Reel Women: Aging BeautyBritt Hayes |
Hollywood has been putting a twist on old fairy tales as of late with films like 'Mirror Mirror,' 'Snow White and the Huntsman,' and the upcoming 'Maleficent.' In these films, older actresses battle younger ones to retain their power -- is art imitating life?
It's no secret that Hollywood is all about appearances. We want to look at the most beautiful people in movies because movies are supposed to be more interesting than our lives, and they should have people in them who feel important. Beauty is interesting. Beauty denotes importance and relevance. Beauty is power.
As actresses age, they struggle to maintain the relevancy that put them on top. Women in film are faced with more struggle than men; for instance, an overweight man in a movie is instantly hilarious, while an overweight woman is something to point at and deride, as Tina Fey pointed out to Zach Galifianakis in her 'Between Two Ferns' interview. A man ages and becomes more distinguished, while a woman ages and we wistfully recall her younger years and she's shipped off to L'Oreal to do some commercials about wrinkle cream.
Age is something that no one can fight. You can lose weight, but you can't turn back time. In 'Snow White and the Huntsman,' Charlize Theron's evil queen struggles to remain youthful and vows to kill Kristen Stewart's Snow White for having the gall to rival her beauty -- as if Snow White chose to be so pretty. In 'Mirror Mirror,' Julia Roberts is pitted against Lily Collins in the same evil queen/Snow White dynamic. And in the upcoming 'Maleficent,' Angelia Jolie -- thought by many to be the most beautiful actress alive -- is fighting against up-and-comer Elle Fanning.
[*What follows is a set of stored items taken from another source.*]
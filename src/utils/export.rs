use std::io::Write;
use std::path::Path;

use csv::{QuoteStyle, WriterBuilder};
use tracing::info;

use crate::engine::aggregator::GroupKey;
use crate::errors::AppError;
use crate::models::observation::{Metric, Observation};
use crate::models::result::AggregateRecord;

pub const OBSERVATION_HEADER: [&str; 10] = [
    "Symbol",
    "Company",
    "Date",
    "Asset Type",
    "Sector",
    "Notional",
    "Timing Differential (bps)",
    "Reference Gap (bps)",
    "Gap Direction",
    "Directional Consistency",
];

/// Fixed two-decimal rendering; unavailable metrics export as an empty field.
fn format_metric(value: Option<f64>) -> String {
    value.map(|v| format!("{:.2}", v)).unwrap_or_default()
}

fn csv_writer<W: Write>(inner: W) -> csv::Writer<W> {
    // Non-numeric fields are always quoted, embedded quotes doubled.
    WriterBuilder::new()
        .quote_style(QuoteStyle::NonNumeric)
        .from_writer(inner)
}

fn write_observations<W: Write>(
    wtr: &mut csv::Writer<W>,
    observations: &[Observation],
) -> Result<(), AppError> {
    wtr.write_record(OBSERVATION_HEADER)
        .map_err(|e| AppError::FileWrite(e.to_string()))?;

    for o in observations {
        wtr.write_record([
            o.symbol.as_str(),
            o.company_name.as_str(),
            o.trade_date.format("%Y-%m-%d").to_string().as_str(),
            o.asset_type.as_str(),
            o.sector.as_str(),
            format!("{:.2}", o.notional).as_str(),
            format_metric(o.metrics.timing_differential).as_str(),
            format_metric(o.metrics.reference_gap).as_str(),
            o.gap_direction.as_str(),
            if o.directional_consistency { "Yes" } else { "No" },
        ])
        .map_err(|e| AppError::FileWrite(e.to_string()))?;
    }

    wtr.flush().map_err(|e| AppError::FileWrite(e.to_string()))?;
    Ok(())
}

fn write_aggregates<W: Write>(
    wtr: &mut csv::Writer<W>,
    records: &[AggregateRecord],
    key: GroupKey,
    metric: Metric,
) -> Result<(), AppError> {
    let weighted = format!("Weighted {}", metric.label());
    wtr.write_record([
        key.label(),
        "Observations",
        "Trading Days",
        "Total Notional",
        weighted.as_str(),
        "Consistency Rate (%)",
    ])
    .map_err(|e| AppError::FileWrite(e.to_string()))?;

    for r in records {
        wtr.write_record([
            r.key.as_str(),
            r.observations.to_string().as_str(),
            r.trading_days.to_string().as_str(),
            format!("{:.2}", r.total_notional).as_str(),
            format!("{:.2}", r.weighted_average).as_str(),
            format!("{:.2}", r.consistency_rate).as_str(),
        ])
        .map_err(|e| AppError::FileWrite(e.to_string()))?;
    }

    wtr.flush().map_err(|e| AppError::FileWrite(e.to_string()))?;
    Ok(())
}

fn into_string(wtr: csv::Writer<Vec<u8>>) -> Result<String, AppError> {
    let bytes = wtr
        .into_inner()
        .map_err(|e| AppError::Internal(format!("CSV buffer: {}", e)))?;
    String::from_utf8(bytes).map_err(|e| AppError::Internal(e.to_string()))
}

/// Observations as CSV text with the fixed header row. Metric columns carry
/// raw values.
pub fn observations_to_csv(observations: &[Observation]) -> Result<String, AppError> {
    let mut wtr = csv_writer(Vec::new());
    write_observations(&mut wtr, observations)?;
    into_string(wtr)
}

/// Write observations to a CSV file.
pub fn write_observations_csv(observations: &[Observation], path: &Path) -> Result<(), AppError> {
    let file = std::fs::File::create(path)
        .map_err(|e| AppError::FileWrite(format!("Cannot create CSV: {}", e)))?;
    let mut wtr = csv_writer(file);
    write_observations(&mut wtr, observations)?;
    info!("Exported {} observations to {}", observations.len(), path.display());
    Ok(())
}

pub fn aggregates_to_csv(
    records: &[AggregateRecord],
    key: GroupKey,
    metric: Metric,
) -> Result<String, AppError> {
    let mut wtr = csv_writer(Vec::new());
    write_aggregates(&mut wtr, records, key, metric)?;
    into_string(wtr)
}

pub fn write_aggregates_csv(
    records: &[AggregateRecord],
    key: GroupKey,
    metric: Metric,
    path: &Path,
) -> Result<(), AppError> {
    let file = std::fs::File::create(path)
        .map_err(|e| AppError::FileWrite(format!("Cannot create CSV: {}", e)))?;
    let mut wtr = csv_writer(file);
    write_aggregates(&mut wtr, records, key, metric)?;
    info!("Exported {} aggregate rows to {}", records.len(), path.display());
    Ok(())
}
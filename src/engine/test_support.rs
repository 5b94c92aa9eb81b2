use chrono::NaiveDate;

use crate::models::observation::{AssetType, BpsMetrics, Observation};

use super::metrics::{directional_consistency, gap_direction};

pub fn date(s: &str) -> NaiveDate {
    NaiveDate::parse_from_str(s, "%Y-%m-%d").unwrap()
}

/// A stock observation whose metrics are derived from the given prices.
pub fn observation(
    symbol: &str,
    trade_date: &str,
    notional: f64,
    prior_close: Option<f64>,
    vwap: Option<f64>,
    next_open: Option<f64>,
) -> Observation {
    let metrics = BpsMetrics::from_prices(prior_close, vwap, next_open, None);
    Observation {
        symbol: symbol.to_string(),
        company_name: format!("{} Corp", symbol),
        asset_type: AssetType::Stock,
        sector: "Technology".to_string(),
        etf_category: None,
        leverage_multiple: None,
        trade_date: date(trade_date),
        notional,
        volume: notional / 50.0,
        executions: 10,
        prior_close,
        vwap,
        next_open,
        next_close: None,
        metrics,
        directional_consistency: directional_consistency(prior_close, vwap, next_open),
        gap_direction: gap_direction(metrics.total_gap, true),
        is_outlier: false,
        market_cap: None,
    }
}

/// An observation with fixed reference gap / timing differential, independent of prices.
pub fn with_metrics(symbol: &str, notional: f64, reference_gap: f64, timing: f64) -> Observation {
    let mut obs = observation(symbol, "2025-12-01", notional, None, None, None);
    obs.metrics.reference_gap = Some(reference_gap);
    obs.metrics.timing_differential = Some(timing);
    obs
}

pub fn etf(symbol: &str, notional: f64, leverage: Option<&str>, category: &str) -> Observation {
    let mut obs = observation(symbol, "2025-12-01", notional, Some(50.0), Some(50.2), Some(50.4));
    obs.asset_type = AssetType::Etf;
    obs.sector = category.to_string();
    obs.etf_category = Some(category.to_string());
    obs.leverage_multiple = leverage.map(str::to_string);
    obs
}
Regardless of who you find to be more attractive between the older and the younger actress in any of these films, the point is that you're considering which one is more attractive at all, an issue I pointed out in this very column a few weeks ago. And it's because of the way we measure women against each other that Hollywood continues to make things so difficult for them, placing more value on their looks than their talents.
The dynamic is indicative of the basic Hollywood struggle for actresses to remain powerful -- t0 continue making the same money, getting the good parts, and staying just as pretty as they were at their peak. In 'Sunset Blvd.' Gloria Swanson delivers a heartbreaking performance as an aging, reclusive silent film actress who hires a writer to pen a script that will make her relevant once more in a new era of film (take that, 'The Artist'). Though released in 1950, the issues plaguing Swanson's character remain just as relevant -- if not more so -- today.
When you browse the newsstands, you'll find gossip rags with headlines like, "Guess whose chin fat this is?!" or "Shocker! See this starlet without makeup!" But the most egregious headlines are those that call out actresses for their age, as if we should be floored that these women had the nerve to grow older. And even worse -- when they make fun of actresses for getting work done. These magazines are a part of the media machine that continues to make women feel like they're never as good or worthy as the beautiful actresses and models that grace the pages in fashion spreads and interviews. It's almost strangely comforting to know that these women are just as negatively impacted by the media as the rest of us are, as they feel so pressured to be (and stay) beautiful. But unlike us, the media is documenting every passing year of their lives and while we're held up to the Hollywood beauty standard, these women are being held up to themselves with side-by-side "before and after" photos that rub their noses in how they looked just three years ago.
This media is the reason these actresses have plastic surgery, and then they're ridiculed for it. We point and laugh in horror at their foolishness, then we flip the page and recoil at another actress' wrinkles, when she had the good sense not to have work done. It's not just the media -- we are a part of the problem. We buy these magazines, and we buy into them.
So it's not really beauty that holds all the power anymore -- it's the media. And we're just giving it away.
A big part of the female conversation is always how we shouldn't turn against each other because the media needs us to be catty. They need us to claw at each other and fight to be better than each other because it keeps us below men. It keeps us competing with one another for men, and it keeps us insecure and uncertain. Without that, what would they sell us? Why would we think we need perfume or make-up or clothes or the best exercise tips, all the advice on how to be and how we should be -- forget slut-shaming, the media is focused on just shaming you in general for having the nerve to be born a woman.
But what we're not thinking about is the way the media turns us against famous women. We think it's okay because they've put themselves in the public eye, front and center, and they must certainly deserve any critique on their appearance or personality or personal life because they did this to themselves. Not so. They are people just as we are people -- only, more people know their name.